ARX vs Competitors — Financials Sector Ranking and Peer Comparison
Within the Financials sector, Accelerant Holdings (ARX) ranks #756 out of 891 stocks based on the Blank Capital composite score. This places ARX in the lower half of all Financials stocks in our coverage universe. Key competitors and sector peers include WHITE MOUNTAINS INSURANCE GROUP LTD (WTM) with a score of 62.9/100, OPPENHEIMER HOLDINGS INC (OPY) with a score of 62.6/100, Enact Holdings, Inc. (ACT) with a score of 61.6/100, International General Insurance Holdings Ltd. (IGIC) with a score of 61.3/100, and PARKE BANCORP, INC. (PKBK) with a score of 60.4/100.

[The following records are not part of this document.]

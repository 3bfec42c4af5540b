//! Loaders for the tab-delimited publication files.
//!
//! Each line holds at least five tab-separated fields: field 1 is the title,
//! field 2 the comma-separated tags, field 4 the payload (a comma-separated
//! embedding for the vector path, raw text for the word-frequency path).
//! Remaining fields are carried by the source format but unused here.

use std::fs::File;
use std::io::{BufRead, BufReader};
use std::path::Path;

use crate::corpus::{Publication, TextPublication};
use crate::error::{RankevalError, Result};

const TITLE_FIELD: usize = 1;
const TAGS_FIELD: usize = 2;
const PAYLOAD_FIELD: usize = 4;
const MIN_FIELDS: usize = 5;

fn open(path: &Path) -> Result<BufReader<File>> {
    File::open(path)
        .map(BufReader::new)
        .map_err(|source| RankevalError::Open {
            path: path.to_path_buf(),
            source,
        })
}

fn split_tags(field: &str) -> Vec<String> {
    field
        .split(',')
        .filter(|tag| !tag.is_empty())
        .map(str::to_string)
        .collect()
}

/// Parse a comma-separated embedding, skipping malformed values.
///
/// A value that fails to parse is reported and dropped; the rest of the
/// vector survives. Dimension consistency is enforced by the caller.
fn parse_embedding(field: &str, path: &Path, line_no: usize) -> Vec<f64> {
    let mut embedding = Vec::new();
    for token in field.split(',') {
        match token.trim().parse::<f64>() {
            Ok(value) => embedding.push(value),
            Err(_) => log::warn!(
                "Skipping malformed embedding value {:?} in {} at line {}",
                token,
                path.display(),
                line_no
            ),
        }
    }
    embedding
}

/// Load publications with embeddings from a tab-delimited file.
///
/// Lines with too few fields are skipped with a warning. All embeddings must
/// share one dimension; the first record establishes it and any later
/// mismatch (including one caused by a dropped malformed value) fails the
/// load with a diagnostic naming the offending line. An empty or
/// all-malformed file is an error.
pub fn load_publications(path: &Path) -> Result<Vec<Publication>> {
    let reader = open(path)?;

    let mut publications = Vec::new();
    let mut established: Option<(usize, usize)> = None;

    for (index, line) in reader.lines().enumerate() {
        let line = line?;
        let line_no = index + 1;
        if line.trim().is_empty() {
            continue;
        }

        let fields: Vec<&str> = line.split('\t').collect();
        if fields.len() < MIN_FIELDS {
            log::warn!(
                "Skipping malformed record in {} at line {} ({} fields, expected at least {})",
                path.display(),
                line_no,
                fields.len(),
                MIN_FIELDS
            );
            continue;
        }

        let embedding = parse_embedding(fields[PAYLOAD_FIELD], path, line_no);
        match established {
            None => {
                if embedding.is_empty() {
                    return Err(RankevalError::Corpus {
                        path: path.to_path_buf(),
                        line: line_no,
                        message: "embedding is empty".to_string(),
                    });
                }
                established = Some((embedding.len(), line_no));
            }
            Some((dimension, first_line)) if embedding.len() != dimension => {
                return Err(RankevalError::Corpus {
                    path: path.to_path_buf(),
                    line: line_no,
                    message: format!(
                        "embedding has {} values, expected {} (established at line {})",
                        embedding.len(),
                        dimension,
                        first_line
                    ),
                });
            }
            Some(_) => {}
        }

        publications.push(Publication {
            title: fields[TITLE_FIELD].to_string(),
            tags: split_tags(fields[TAGS_FIELD]),
            embedding,
        });
    }

    if publications.is_empty() {
        return Err(RankevalError::Corpus {
            path: path.to_path_buf(),
            line: 0,
            message: "no usable publication records".to_string(),
        });
    }

    log::info!(
        "Loaded {} publications from {}",
        publications.len(),
        path.display()
    );
    Ok(publications)
}

/// Load publications with raw text payloads from a tab-delimited file.
///
/// Same framing rules as [`load_publications`]; the payload field is kept
/// verbatim as the publication text.
pub fn load_text_publications(path: &Path) -> Result<Vec<TextPublication>> {
    let reader = open(path)?;

    let mut publications = Vec::new();
    for (index, line) in reader.lines().enumerate() {
        let line = line?;
        let line_no = index + 1;
        if line.trim().is_empty() {
            continue;
        }

        let fields: Vec<&str> = line.split('\t').collect();
        if fields.len() < MIN_FIELDS {
            log::warn!(
                "Skipping malformed record in {} at line {} ({} fields, expected at least {})",
                path.display(),
                line_no,
                fields.len(),
                MIN_FIELDS
            );
            continue;
        }

        publications.push(TextPublication {
            title: fields[TITLE_FIELD].to_string(),
            tags: split_tags(fields[TAGS_FIELD]),
            text: fields[PAYLOAD_FIELD].to_string(),
        });
    }

    if publications.is_empty() {
        return Err(RankevalError::Corpus {
            path: path.to_path_buf(),
            line: 0,
            message: "no usable publication records".to_string(),
        });
    }

    log::info!(
        "Loaded {} text publications from {}",
        publications.len(),
        path.display()
    );
    Ok(publications)
}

Comparing ARX against the S&P 500 benchmark is also instructive for understanding relative performance. Investors can view the full ARX vs S&P 500 (SPY) comparison to assess how Accelerant Holdings stacks up against the broader market across all factor dimensions.
ARX Next Earnings Date
No upcoming earnings date has been announced for Accelerant Holdings (ARX) at this time. Check the earnings calendar for the latest scheduling updates across all stocks in our coverage universe.
Should You Buy ARX? — Investment Thesis Summary
The quantitative profile for Accelerant Holdings suggests caution. The quality score of 8/100 flags below-average profitability. The value score of 14/100 indicates premium valuation. Momentum is weak at 28/100, a headwind for near-term performance.
In summary, Accelerant Holdings (ARX) earns a Reduce rating with a composite score of 25.7/100 as of April 2026. The rating is derived from the Blank Capital Research methodology, which combines six factor dimensions into a single quantitative ranking. Investors should consider these quantitative signals alongside their own fundamental research, risk tolerance, and investment time horizon before making buy or sell decisions on ARX stock.
Related Resources for ARX Investors
Explore more research and tools: ARX vs S&P 500 comparison, top Financials stocks, stock screener, our methodology, quality factor explained, value factor explained, momentum factor explained. Compare ARX head-to-head with peers: ARX vs WTM, ARX vs OPY, ARX vs ACT.